The Centre Democrats (, CD) were a Danish political party.

History
The party was formed in 1973 by Erhard Jakobsen, a former MP and mayor of Gladsaxe, as a centrist splinter group from the Danish Social Democrats. It participated in both centre-right governments (1982–1988) and centre-left governments (1993–1996).

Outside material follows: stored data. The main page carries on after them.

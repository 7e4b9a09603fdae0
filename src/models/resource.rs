//! Room (resource) model.
//!
//! Rooms host sessions. Each room has a free-text type that course
//! requirements are matched against, a capacity, and an availability
//! flag set by its owner.

use serde::{Deserialize, Serialize};

/// A room that sessions can be assigned to.
#[derive(Debug, Clone, Serialize, Deserialize)]
#[serde(default, rename_all = "camelCase")]
pub struct Resource {
    /// Unique room identifier.
    pub id: String,
    /// Human-readable name.
    pub name: String,
    /// Free-text category (e.g. "LAB", "LECTURE HALL", "SEMINAR ROOM").
    pub room_type: String,
    /// Seats.
    pub capacity: i32,
    /// Whether the owner offers this room for scheduling.
    pub available: bool,
    /// Administrator who owns the room.
    pub admin_id: Option<String>,
}

/// Room requirement category derived from a course's room requirement.
///
/// `LAB` and `LECTURE_HALL` are named categories; anything else is matched
/// literally against the room type.
#[derive(Debug, Clone, PartialEq, Eq)]
pub enum RoomCategory {
    /// Room type contains `LAB`.
    Lab,
    /// Room type contains `HALL` or `ROOM`.
    LectureHall,
    /// Room type contains the given (upper-cased) text.
    Other(String),
}

impl Default for Resource {
    fn default() -> Self {
        Self {
            id: String::new(),
            name: String::new(),
            room_type: String::new(),
            capacity: 0,
            available: true,
            admin_id: None,
        }
    }
}

impl Resource {
    /// Creates an available room.
    pub fn new(id: impl Into<String>, room_type: impl Into<String>) -> Self {
        Self {
            id: id.into(),
            room_type: room_type.into(),
            ..Default::default()
        }
    }

    /// Sets the room name.
    pub fn with_name(mut self, name: impl Into<String>) -> Self {
        self.name = name.into();
        self
    }

    /// Sets the capacity.
    pub fn with_capacity(mut self, capacity: i32) -> Self {
        self.capacity = capacity;
        self
    }

    /// Sets the availability flag.
    pub fn with_available(mut self, available: bool) -> Self {
        self.available = available;
        self
    }

    /// Sets the owning administrator.
    pub fn with_admin(mut self, admin_id: impl Into<String>) -> Self {
        self.admin_id = Some(admin_id.into());
        self
    }

    /// Whether the room name appears on a deny-list.
    ///
    /// Names are compared trimmed and case-insensitively.
    pub fn is_excluded_by(&self, excluded_names: &[String]) -> bool {
        let name = self.name.trim();
        excluded_names
            .iter()
            .any(|ex| ex.trim().eq_ignore_ascii_case(name))
    }

    /// Whether this room satisfies a course's room requirement.
    pub fn satisfies(&self, requirement: &str) -> bool {
        RoomCategory::parse(requirement).matches(&self.room_type)
    }
}

impl RoomCategory {
    /// Classifies a requirement string.
    pub fn parse(requirement: &str) -> Self {
        let upper = requirement.trim().to_uppercase();
        match upper.as_str() {
            "LAB" => RoomCategory::Lab,
            "LECTURE_HALL" => RoomCategory::LectureHall,
            _ => RoomCategory::Other(upper),
        }
    }

    /// Whether a room type belongs to this category.
    pub fn matches(&self, room_type: &str) -> bool {
        let room_type = room_type.to_uppercase();
        match self {
            RoomCategory::Lab => room_type.contains("LAB"),
            RoomCategory::LectureHall => room_type.contains("HALL") || room_type.contains("ROOM"),
            RoomCategory::Other(text) => room_type.contains(text.as_str()),
        }
    }
}

#[cfg(test)]
mod tests {
    use super::*;

    #[test]
    fn test_resource_builder() {
        let r = Resource::new("R1", "LAB")
            .with_name("Robotics Lab")
            .with_capacity(30)
            .with_admin("A1");

        assert_eq!(r.id, "R1");
        assert_eq!(r.name, "Robotics Lab");
        assert_eq!(r.capacity, 30);
        assert!(r.available);
        assert_eq!(r.admin_id.as_deref(), Some("A1"));

        let closed = r.with_available(false);
        assert!(!closed.available);
    }

    #[test]
    fn test_room_categories() {
        assert_eq!(RoomCategory::parse("lab"), RoomCategory::Lab);
        assert_eq!(RoomCategory::parse("LECTURE_HALL"), RoomCategory::LectureHall);
        assert_eq!(
            RoomCategory::parse("Studio"),
            RoomCategory::Other("STUDIO".into())
        );
    }

    #[test]
    fn test_satisfies() {
        let lab = Resource::new("R1", "COMPUTER LAB");
        let hall = Resource::new("R2", "Main Hall");
        let seminar = Resource::new("R3", "Seminar Room");

        assert!(lab.satisfies("LAB"));
        assert!(!hall.satisfies("LAB"));
        assert!(hall.satisfies("LECTURE_HALL"));
        assert!(seminar.satisfies("LECTURE_HALL"));
        assert!(seminar.satisfies("seminar"));
        assert!(!lab.satisfies("Computing"));
    }

    #[test]
    fn test_deny_list() {
        let r = Resource::new("R1", "ROOM").with_name(" Gym ");
        assert!(r.is_excluded_by(&["gym".to_string()]));
        assert!(!r.is_excluded_by(&["a5".to_string()]));
        assert!(!r.is_excluded_by(&[]));
    }

    #[test]
    fn test_missing_availability_defaults_to_true() {
        let r: Resource = serde_json::from_str(r#"{"id":"R1","roomType":"LAB"}"#).unwrap();
        assert!(r.available);
        assert!(r.satisfies("LAB"));
    }
}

In the 2001 election it lost its parliamentary representation, a severe setback for the party. In the 2005 election it got 33,635 votes (1% of votes nationwide). It also ran in several municipalities in the Danish municipal election in November 2005. It also ran in simultaneous elections to the new Regional Councils, except in Region Midtjylland where a local party official forgot to hand in the required number of voters' signatures before the deadline closed.

On 26 January 2008 an extraordinary party conference decided to dissolve the party by 1 February 2008.

Party leaders 

 1973–1989: Erhard Jakobsen
 1989–2005: Mimi Jakobsen
 2005–2007: Bjarne Møgelhøj
 2007–2008: Ben Haddou

Election results

Parliament (Folketing)

Municipal elections

Regional elections

European Parliament elections

Notes

References

External links 
centrumdemokraterne.dk - Official website (archived)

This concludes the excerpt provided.